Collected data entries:
use std::time::Duration;

use anyhow::Result;
use http::Uri;
use serde::Deserialize;
use thiserror::Error;
use tokio::io::{AsyncRead, AsyncReadExt};
use tokio::time::Instant;

use crate::util::{remaining_deadline, timeout_with_context};

pub const URL_PREFIX: &str = "http://";
const HEAD_DELIMITER: &[u8] = b"\r\n\r\n";
const READ_CHUNK: usize = 4096;

/// Which inbound wire forms the listener accepts.
#[derive(Debug, Clone, Copy, Default, PartialEq, Eq, Deserialize)]
#[serde(rename_all = "kebab-case")]
pub enum RequestShape {
    /// Classify each connection by its first bytes.
    #[default]
    Auto,
    /// The whole message is the URL.
    RawLine,
    /// `METHOD target VERSION` followed by headers and a blank line.
    RequestLine,
}

#[derive(Debug, Clone, PartialEq, Eq, Error)]
pub enum ExtractionFailure {
    #[error("request did not contain a URL")]
    Empty,
    #[error("request was not valid UTF-8")]
    InvalidEncoding,
    #[error("malformed request line '{0}'")]
    MalformedRequestLine(String),
    #[error("URL '{0}' does not start with http://")]
    UnsupportedUrl(String),
    #[error("URL '{0}' is not an absolute http URL")]
    InvalidUrl(String),
}

/// An absolute URL recovered from the client that passed the acceptance check.
#[derive(Debug, Clone, PartialEq, Eq)]
pub struct ClientRequest {
    pub method: Option<String>,
    pub url: String,
    pub uri: Uri,
}

impl ClientRequest {
    pub fn host(&self) -> &str {
        self.uri.host().unwrap_or_default()
    }
}

/// Result of reading the inbound message off the client connection.
#[derive(Debug)]
pub enum InboundMessage {
    /// Bytes ready for [`extract`], tagged with the shape they were framed as.
    Complete { bytes: Vec<u8>, shape: RequestShape },
    /// Buffered bytes exceeded the configured limit.
    TooLarge { bytes_read: usize },
    /// The client closed before a complete message arrived.
    Abandoned { bytes_read: usize },
}

#[derive(Debug, Error)]
#[error("timed out reading client request after {bytes_read} bytes")]
pub struct ClientReadTimeout {
    pub bytes_read: usize,
}

/// Decide which shape a partially buffered message has, if that is knowable yet.
pub fn classify(buf: &[u8]) -> Option<RequestShape> {
    let line_end = buf.iter().position(|b| *b == b'\r' || *b == b'\n');
    let first_line = &buf[..line_end.unwrap_or(buf.len())];
    let token_len = first_line
        .iter()
        .take_while(|b| b.is_ascii_uppercase())
        .count();

    if token_len > 0 && first_line.get(token_len) == Some(&b' ') {
        return Some(RequestShape::RequestLine);
    }
    if token_len == first_line.len() && line_end.is_none() {
        // Could still be the front of a method token.
        return None;
    }
    Some(RequestShape::RawLine)
}

/// Read one inbound message from the client according to `shape`.
///
/// Returns `Err(ClientReadTimeout)` (inside `anyhow`) when the deadline elapses before the message
/// is complete; other I/O failures propagate unchanged.
pub async fn read_inbound<S>(
    stream: &mut S,
    shape: RequestShape,
    timeout_dur: Duration,
    max_bytes: usize,
) -> Result<InboundMessage>
where
    S: AsyncRead + Unpin,
{
    let deadline = Instant::now() + timeout_dur;
    let context = "reading client request";
    let mut buf = Vec::new();
    let mut chunk = [0u8; READ_CHUNK];

    loop {
        let remaining = match remaining_deadline(deadline, context) {
            Ok(remaining) => remaining,
            Err(_) => return Err(ClientReadTimeout { bytes_read: buf.len() }.into()),
        };
        let read = match timeout_with_context(remaining, stream.read(&mut chunk), context).await {
            Ok(read) => read,
            Err(err) if crate::util::is_timeout(&err) => {
                return Err(ClientReadTimeout { bytes_read: buf.len() }.into());
            }
            Err(err) => return Err(err),
        };
        if read == 0 {
            // A bare URL needs no terminator, so end of stream completes it.
            if !buf.is_empty() && framed_shape(&buf, shape) == Some(RequestShape::RawLine) {
                return Ok(InboundMessage::Complete {
                    bytes: buf,
                    shape: RequestShape::RawLine,
                });
            }
            return Ok(InboundMessage::Abandoned {
                bytes_read: buf.len(),
            });
        }
        buf.extend_from_slice(&chunk[..read]);
        if buf.len() > max_bytes {
            return Ok(InboundMessage::TooLarge {
                bytes_read: buf.len(),
            });
        }

        match framed_shape(&buf, shape) {
            // A short read without a terminator is the whole URL; a full chunk may have more behind it.
            Some(RequestShape::RawLine) if contains_line_end(&buf) || read < READ_CHUNK => {
                return Ok(InboundMessage::Complete {
                    bytes: buf,
                    shape: RequestShape::RawLine,
                });
            }
            Some(RequestShape::RequestLine) if contains_delimiter(&buf) => {
                return Ok(InboundMessage::Complete {
                    bytes: buf,
                    shape: RequestShape::RequestLine,
                });
            }
            _ => {}
        }
    }
}

fn framed_shape(buf: &[u8], shape: RequestShape) -> Option<RequestShape> {
    match shape {
        RequestShape::Auto => classify(buf),
        other => Some(other),
    }
}

fn contains_line_end(buf: &[u8]) -> bool {
    buf.iter().any(|b| *b == b'\r' || *b == b'\n')
}

fn contains_delimiter(buf: &[u8]) -> bool {
    buf.windows(HEAD_DELIMITER.len())
        .any(|window| window == HEAD_DELIMITER)
}

/// Recover the target URL from a framed inbound message.
pub fn extract(bytes: &[u8], shape: RequestShape) -> Result<ClientRequest, ExtractionFailure> {
    let shape = match shape {
        RequestShape::Auto => classify(bytes).unwrap_or(RequestShape::RawLine),
        other => other,
    };
    match shape {
        RequestShape::RequestLine => extract_request_line(bytes),
        _ => extract_raw_line(bytes),
    }
}

fn extract_raw_line(bytes: &[u8]) -> Result<ClientRequest, ExtractionFailure> {
    let line = first_line(bytes)?;
    let url = line.trim();
    if url.is_empty() {
        return Err(ExtractionFailure::Empty);
    }
    accept_url(None, url)
}

fn extract_request_line(bytes: &[u8]) -> Result<ClientRequest, ExtractionFailure> {
    let line = first_line(bytes)?;
    let tokens: Vec<&str> = line.split_whitespace().collect();
    let [method, target, _version] = tokens.as_slice() else {
        return Err(ExtractionFailure::MalformedRequestLine(line.trim().to_string()));
    };
    accept_url(Some(*method), target)
}

fn first_line(bytes: &[u8]) -> Result<&str, ExtractionFailure> {
    let end = bytes
        .iter()
        .position(|b| *b == b'\r' || *b == b'\n')
        .unwrap_or(bytes.len());
    std::str::from_utf8(&bytes[..end]).map_err(|_| ExtractionFailure::InvalidEncoding)
}

fn accept_url(method: Option<&str>, url: &str) -> Result<ClientRequest, ExtractionFailure> {
    if !url.starts_with(URL_PREFIX) {
        return Err(ExtractionFailure::UnsupportedUrl(url.to_string()));
    }
    let uri: Uri = url
        .parse()
        .map_err(|_| ExtractionFailure::InvalidUrl(url.to_string()))?;
    match uri.host() {
        Some(host) if !host.is_empty() => {}
        _ => return Err(ExtractionFailure::InvalidUrl(url.to_string())),
    }
    Ok(ClientRequest {
        method: method.map(str::to_string),
        url: url.to_string(),
        uri,
    })
}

▶ **Instructions for the task**: In the entries above, find the line with "a method token." and the line with "stream completes it.", then set down exactly those two and every line between them, nothing else.

▶ **Result for this exercise**:
        // Could still be the front of a method token.
        return None;
    }
    Some(RequestShape::RawLine)
}

/// Read one inbound message from the client according to `shape`.
///
/// Returns `Err(ClientReadTimeout)` (inside `anyhow`) when the deadline elapses before the message
/// is complete; other I/O failures propagate unchanged.
pub async fn read_inbound<S>(
    stream: &mut S,
    shape: RequestShape,
    timeout_dur: Duration,
    max_bytes: usize,
) -> Result<InboundMessage>
where
    S: AsyncRead + Unpin,
{
    let deadline = Instant::now() + timeout_dur;
    let context = "reading client request";
    let mut buf = Vec::new();
    let mut chunk = [0u8; READ_CHUNK];

    loop {
        let remaining = match remaining_deadline(deadline, context) {
            Ok(remaining) => remaining,
            Err(_) => return Err(ClientReadTimeout { bytes_read: buf.len() }.into()),
        };
        let read = match timeout_with_context(remaining, stream.read(&mut chunk), context).await {
            Ok(read) => read,
            Err(err) if crate::util::is_timeout(&err) => {
                return Err(ClientReadTimeout { bytes_read: buf.len() }.into());
            }
            Err(err) => return Err(err),
        };
        if read == 0 {
            // A bare URL needs no terminator, so end of stream completes it.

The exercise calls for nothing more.